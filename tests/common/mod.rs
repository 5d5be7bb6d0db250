//! Common test utilities and fixtures for integration tests

#![allow(dead_code)]

use std::sync::atomic::{AtomicUsize, Ordering};
use std::sync::Arc;

use async_trait::async_trait;
use serde_json::json;

use audit_provenance::crypto::IdentityCipher;
use audit_provenance::domain::{Identity, StorageLink};
use audit_provenance::identity::SwitchableIdentity;
use audit_provenance::infra::FixedClock;
use audit_provenance::ledger::{LedgerClient, MemoryLedger};
use audit_provenance::store::{BlobStore, MemoryBlobStore, StoreClient, StoreError};
use audit_provenance::ProvenanceOrchestrator;

/// Creator of the fixture records
pub const OWNER: &str = "0x1111111111111111111111111111111111111111";

/// Some other account
pub const OTHER: &str = "0x2222222222222222222222222222222222222222";

/// Fixed ledger time for deterministic entries
pub const T0: u64 = 1_700_000_000;

/// Low iteration count so tests stay fast
pub fn fast_cipher() -> Arc<IdentityCipher> {
    Arc::new(IdentityCipher::with_iterations(1_000).unwrap())
}

/// A representative audit report
pub fn audit_report(title: &str) -> serde_json::Value {
    json!({
        "title": title,
        "auditor": "Example Assurance LLP",
        "period": {"from": "2024-01-01", "to": "2024-12-31"},
        "findings": [
            {"id": "F-1", "severity": "high", "summary": "Segregation of duties gap"},
            {"id": "F-2", "severity": "low", "summary": "Stale access review"}
        ],
        "score": 87.5,
        "signedOff": true
    })
}

/// Blob store wrapper counting calls
#[derive(Default)]
pub struct RecordingBlobStore {
    pub inner: MemoryBlobStore,
    pub uploads: AtomicUsize,
    pub fetches: AtomicUsize,
}

impl RecordingBlobStore {
    pub fn uploads(&self) -> usize {
        self.uploads.load(Ordering::SeqCst)
    }

    pub fn fetches(&self) -> usize {
        self.fetches.load(Ordering::SeqCst)
    }
}

#[async_trait]
impl BlobStore for RecordingBlobStore {
    async fn upload(&self, blob: &[u8]) -> Result<StorageLink, StoreError> {
        self.uploads.fetch_add(1, Ordering::SeqCst);
        self.inner.upload(blob).await
    }

    async fn fetch(&self, link: &StorageLink) -> Result<Vec<u8>, StoreError> {
        self.fetches.fetch_add(1, Ordering::SeqCst);
        self.inner.fetch(link).await
    }

    fn name(&self) -> &'static str {
        "recording"
    }
}

/// Orchestrator over in-memory backends with handles to each of them
pub struct Harness {
    pub orchestrator: ProvenanceOrchestrator,
    pub store: Arc<RecordingBlobStore>,
    pub ledger: Arc<MemoryLedger>,
    pub identity: Arc<SwitchableIdentity>,
    pub clock: Arc<FixedClock>,
}

impl Harness {
    /// Store and ledger configured, `OWNER` connected
    pub fn new() -> Self {
        Self::build(true)
    }

    /// Ledger configured, no blob store
    pub fn without_store() -> Self {
        Self::build(false)
    }

    fn build(with_store: bool) -> Self {
        let store = Arc::new(RecordingBlobStore::default());
        let ledger = Arc::new(MemoryLedger::new());
        let identity = Arc::new(SwitchableIdentity::new(Some(Identity::new(OWNER))));
        let clock = Arc::new(FixedClock::new(T0));

        let store_client = if with_store {
            StoreClient::new(store.clone())
        } else {
            StoreClient::unconfigured()
        };

        let orchestrator = ProvenanceOrchestrator::builder()
            .cipher(fast_cipher())
            .store(store_client)
            .ledger(LedgerClient::new(ledger.clone()))
            .identity(identity.clone())
            .clock(clock.clone())
            .build();

        Self {
            orchestrator,
            store,
            ledger,
            identity,
            clock,
        }
    }
}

> _Task objective_
Retype the listing exactly. Leave nothing out.

> _Response to the exercise_
filename tests/common/mod.rs
repository 5d5be7bb6d0db250
//! Common test utilities and fixtures for integration tests

#![allow(dead_code)]

use std::sync::atomic::{AtomicUsize, Ordering};
use std::sync::Arc;

use async_trait::async_trait;
use serde_json::json;

use audit_provenance::crypto::IdentityCipher;
use audit_provenance::domain::{Identity, StorageLink};
use audit_provenance::identity::SwitchableIdentity;
use audit_provenance::infra::FixedClock;
use audit_provenance::ledger::{LedgerClient, MemoryLedger};
use audit_provenance::store::{BlobStore, MemoryBlobStore, StoreClient, StoreError};
use audit_provenance::ProvenanceOrchestrator;

/// Creator of the fixture records
pub const OWNER: &str = "0x1111111111111111111111111111111111111111";

/// Some other account
pub const OTHER: &str = "0x2222222222222222222222222222222222222222";

/// Fixed ledger time for deterministic entries
pub const T0: u64 = 1_700_000_000;

/// Low iteration count so tests stay fast
pub fn fast_cipher() -> Arc<IdentityCipher> {
    Arc::new(IdentityCipher::with_iterations(1_000).unwrap())
}

/// A representative audit report
pub fn audit_report(title: &str) -> serde_json::Value {
    json!({
        "title": title,
        "auditor": "Example Assurance LLP",
        "period": {"from": "2024-01-01", "to": "2024-12-31"},
        "findings": [
            {"id": "F-1", "severity": "high", "summary": "Segregation of duties gap"},
            {"id": "F-2", "severity": "low", "summary": "Stale access review"}
        ],
        "score": 87.5,
        "signedOff": true
    })
}

/// Blob store wrapper counting calls
#[derive(Default)]
pub struct RecordingBlobStore {
    pub inner: MemoryBlobStore,
    pub uploads: AtomicUsize,
    pub fetches: AtomicUsize,
}

impl RecordingBlobStore {
    pub fn uploads(&self) -> usize {
        self.uploads.load(Ordering::SeqCst)
    }

    pub fn fetches(&self) -> usize {
        self.fetches.load(Ordering::SeqCst)
    }
}

#[async_trait]
impl BlobStore for RecordingBlobStore {
    async fn upload(&self, blob: &[u8]) -> Result<StorageLink, StoreError> {
        self.uploads.fetch_add(1, Ordering::SeqCst);
        self.inner.upload(blob).await
    }

    async fn fetch(&self, link: &StorageLink) -> Result<Vec<u8>, StoreError> {
        self.fetches.fetch_add(1, Ordering::SeqCst);
        self.inner.fetch(link).await
    }

    fn name(&self) -> &'static str {
        "recording"
    }
}

/// Orchestrator over in-memory backends with handles to each of them
pub struct Harness {
    pub orchestrator: ProvenanceOrchestrator,
    pub store: Arc<RecordingBlobStore>,
    pub ledger: Arc<MemoryLedger>,
    pub identity: Arc<SwitchableIdentity>,
    pub clock: Arc<FixedClock>,
}

impl Harness {
    /// Store and ledger configured, `OWNER` connected
    pub fn new() -> Self {
        Self::build(true)
    }

    /// Ledger configured, no blob store
    pub fn without_store() -> Self {
        Self::build(false)
    }

    fn build(with_store: bool) -> Self {
        let store = Arc::new(RecordingBlobStore::default());
        let ledger = Arc::new(MemoryLedger::new());
        let identity = Arc::new(SwitchableIdentity::new(Some(Identity::new(OWNER))));
        let clock = Arc::new(FixedClock::new(T0));

        let store_client = if with_store {
            StoreClient::new(store.clone())
        } else {
            StoreClient::unconfigured()
        };

        let orchestrator = ProvenanceOrchestrator::builder()
            .cipher(fast_cipher())
            .store(store_client)
            .ledger(LedgerClient::new(ledger.clone()))
            .identity(identity.clone())
            .clock(clock.clone())
            .build();

        Self {
            orchestrator,
            store,
            ledger,
            identity,
            clock,
        }
    }
}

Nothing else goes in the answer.